Exercise goal -> Count the lines below in which "after" appears, then give that number by itself.

(Dataset excerpts)

----------

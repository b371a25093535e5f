use crate::{
    auth::{Credential, CredentialStore},
    backend::{ImageRegistry, RegistryIntrospection},
    config::{ClientConfig, TransportConfig},
    distribution::*,
    error::*,
    reference::Domain,
    ImageReference,
};
use serde::Deserialize;
use std::{io::Read, sync::Arc};
use url::Url;

/// Number of repositories requested per `/v2/_catalog` page
pub const CATALOG_PAGE_SIZE: usize = 10_000;

/// Response of `/v2/<name>/tags/list`
#[derive(Debug, Deserialize)]
struct TagList {
    // `null` for a repository without tags on some registries
    #[serde(default)]
    tags: Option<Vec<String>>,
}

/// Response of `/v2/_catalog`
#[derive(Debug, Deserialize)]
struct Catalog {
    #[serde(default)]
    repositories: Option<Vec<String>>,
}

/// Backend speaking the [OCI distribution API](https://github.com/opencontainers/distribution-spec) directly
///
/// One agent, and hence one connection pool, is shared by every call.
/// Authorization tokens live only as long as a single call.
pub struct HttpRegistry {
    agent: ureq::Agent,
    credentials: CredentialStore,
}

impl HttpRegistry {
    pub fn new(config: &ClientConfig) -> Result<Self> {
        Ok(HttpRegistry {
            agent: agent(&config.transport)?,
            credentials: config.credentials.clone(),
        })
    }

    pub fn credentials(&self) -> &CredentialStore {
        &self.credentials
    }

    fn session(&self, domain: &Domain) -> Session<'_> {
        Session::new(&self.agent, self.credentials.get(domain))
    }

    /// Get manifest for given image
    ///
    /// ```text
    /// GET /v2/<name>/manifests/<reference>
    /// ```
    ///
    /// See [corresponding OCI distribution spec document](https://github.com/opencontainers/distribution-spec/blob/main/spec.md#pulling-manifests) for detail.
    pub fn get_repo(&self, reference: &str) -> Result<ImageDescriptor> {
        let image = ImageReference::parse(reference)?;
        let url = image.domain.registry_url()?.join(&format!(
            "/v2/{}/manifests/{}",
            image.name,
            image.manifest_reference()
        ))?;
        let res = self
            .session(&image.domain)
            .get(&url, Some(&MANIFEST_ACCEPT.join(", ")))?;
        let content_type = res.header("Content-Type").map(str::to_string);
        let content_digest = res.header("Docker-Content-Digest").map(str::to_string);
        let mut manifest = Vec::new();
        res.into_reader().read_to_end(&mut manifest)?;
        ImageDescriptor::new(
            image,
            content_type.as_deref(),
            content_digest.as_deref(),
            manifest,
        )
    }

    /// Get tags of the repository `reference` belongs to
    ///
    /// ```text
    /// GET /v2/<name>/tags/list
    /// ```
    ///
    /// `Link: <...>; rel="next"` headers are followed until the last page.
    /// See [corresponding OCI distribution spec document](https://github.com/opencontainers/distribution-spec/blob/main/spec.md#content-discovery) for detail.
    pub fn get_repo_tags(&self, reference: &str) -> Result<Vec<String>> {
        let image = ImageReference::parse(reference)?;
        let base = image.domain.registry_url()?;
        let mut session = self.session(&image.domain);
        let mut url = base.join(&format!("/v2/{}/tags/list", image.name))?;
        let mut tags = Vec::new();
        loop {
            let res = session.get(&url, None)?;
            let next = match res.header("Link").and_then(next_link) {
                Some(link) => Some(base.join(link)?),
                None => None,
            };
            let list = res.into_json::<TagList>()?;
            tags.extend(list.tags.unwrap_or_default());
            match next {
                Some(next) if next != url => url = next,
                _ => break,
            }
        }
        Ok(tags)
    }

    /// Get every repository name of the registry at `address`
    ///
    /// ```text
    /// GET /v2/_catalog?n=<CATALOG_PAGE_SIZE>&last=<last repository of previous page>
    /// ```
    ///
    /// Pages are requested one after another until the registry answers with an
    /// empty page. A registry that never does so, while still moving the cursor
    /// forward, keeps this loop running; only a page ending on the cursor it was
    /// requested with is detected and reported as [`Error::PaginationStalled`].
    ///
    /// Failing after at least one page returns [`Error::CatalogInterrupted`]
    /// carrying the repositories collected so far.
    pub fn get_repos(&self, address: &str) -> Result<Vec<String>> {
        let domain = Domain::new(address)?;
        let base = domain.registry_url()?;
        let mut session = self.session(&domain);
        let mut repositories = Vec::new();
        let mut last = String::new();
        loop {
            let page = match catalog_page(&mut session, &base, &last) {
                Ok(page) => page,
                Err(e) => return Err(interrupted(repositories, e)),
            };
            let next = match page.last() {
                Some(next) => next.clone(),
                None => break,
            };
            if next == last {
                return Err(interrupted(repositories, Error::PaginationStalled(last)));
            }
            log::debug!("{} repositories in catalog page after `{}`", page.len(), last);
            repositories.extend(page);
            last = next;
        }
        Ok(repositories)
    }
}

impl ImageRegistry for HttpRegistry {
    /// Resolve the manifest and return `<domain>/<name>@<digest>`
    ///
    /// Nothing is stored locally, pulling into a local store is the job of the
    /// daemon and runtime backends.
    fn pull(&self, reference: &str) -> Result<String> {
        let descriptor = self.get_repo(reference)?;
        Ok(descriptor.pinned_reference().to_string())
    }

    fn remove(&self, _id: &str) -> Result<()> {
        Err(Error::Unsupported(
            "a remote registry does not remove images, use the daemon or runtime backend",
        ))
    }
}

impl RegistryIntrospection for HttpRegistry {
    fn get_repo(&self, reference: &str) -> Result<ImageDescriptor> {
        HttpRegistry::get_repo(self, reference)
    }

    fn get_repo_tags(&self, reference: &str) -> Result<Vec<String>> {
        HttpRegistry::get_repo_tags(self, reference)
    }

    fn get_repos(&self, address: &str) -> Result<Vec<String>> {
        HttpRegistry::get_repos(self, address)
    }
}

fn agent(transport: &TransportConfig) -> Result<ureq::Agent> {
    if transport.accept_invalid_certs {
        log::warn!("TLS certificate verification is disabled for registry access");
    }
    let tls = native_tls::TlsConnector::builder()
        .danger_accept_invalid_certs(transport.accept_invalid_certs)
        .build()
        .map_err(|e| Error::Construction(e.to_string()))?;
    Ok(ureq::AgentBuilder::new()
        .timeout_connect(transport.connect_timeout)
        .timeout_read(transport.io_timeout)
        .timeout_write(transport.io_timeout)
        .max_idle_connections(transport.max_idle_connections)
        .max_idle_connections_per_host(transport.max_idle_connections_per_host)
        .user_agent(&transport.user_agent)
        .try_proxy_from_env(transport.proxy_from_env)
        .tls_connector(Arc::new(tls))
        .build())
}

fn catalog_page(session: &mut Session<'_>, base: &Url, last: &str) -> Result<Vec<String>> {
    let mut url = base.join("/v2/_catalog")?;
    {
        let mut query = url.query_pairs_mut();
        query.append_pair("n", &CATALOG_PAGE_SIZE.to_string());
        if !last.is_empty() {
            query.append_pair("last", last);
        }
    }
    let catalog = session.get(&url, None)?.into_json::<Catalog>()?;
    Ok(catalog.repositories.unwrap_or_default())
}

fn interrupted(repositories: Vec<String>, e: Error) -> Error {
    if repositories.is_empty() {
        e
    } else {
        Error::CatalogInterrupted {
            repositories,
            source: Box::new(e),
        }
    }
}

/// Target of `Link: <url>; rel="next"`
fn next_link(header: &str) -> Option<&str> {
    header.split(',').find_map(|link| {
        let (target, params) = link.split_once(';')?;
        if !params.contains(r#"rel="next""#) {
            return None;
        }
        target
            .trim()
            .strip_prefix('<')
            .and_then(|t| t.strip_suffix('>'))
    })
}

/// Authorization state of one operation against one registry
struct Session<'a> {
    agent: &'a ureq::Agent,
    credential: Option<&'a Credential>,
    authorization: Option<String>,
}

impl<'a> Session<'a> {
    fn new(agent: &'a ureq::Agent, credential: Option<&'a Credential>) -> Self {
        Session {
            agent,
            credential,
            authorization: credential.map(|c| format!("Basic {}", c.encode())),
        }
    }

    fn request(&self, url: &Url, accept: Option<&str>) -> ureq::Request {
        let mut req = self.agent.get(url.as_str());
        if let Some(accept) = accept {
            req = req.set("Accept", accept);
        }
        if let Some(authorization) = &self.authorization {
            req = req.set("Authorization", authorization);
        }
        req
    }

    /// `GET url`, answering one authorization challenge if the registry asks for it
    fn get(&mut self, url: &Url, accept: Option<&str>) -> Result<ureq::Response> {
        log::info!("GET {}", url);
        let challenge = match self.request(url, accept).call() {
            Ok(res) => return Ok(res),
            Err(ureq::Error::Status(401, res)) => match res.header("WWW-Authenticate") {
                Some(header) => AuthChallenge::from_header(header)?,
                None => return Err(Error::Auth(url.to_string())),
            },
            Err(e) => return Err(e.into()),
        };
        if challenge == AuthChallenge::Basic
            && self.authorization.as_deref().map_or(false, |a| a.starts_with("Basic "))
        {
            // Credentials were sent already and rejected
            return Err(Error::Auth(url.to_string()));
        }
        self.authorization = Some(challenge.authorize(self.agent, self.credential)?);
        Ok(self.request(url, accept).call()?)
    }
}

----------

Expected output -> 3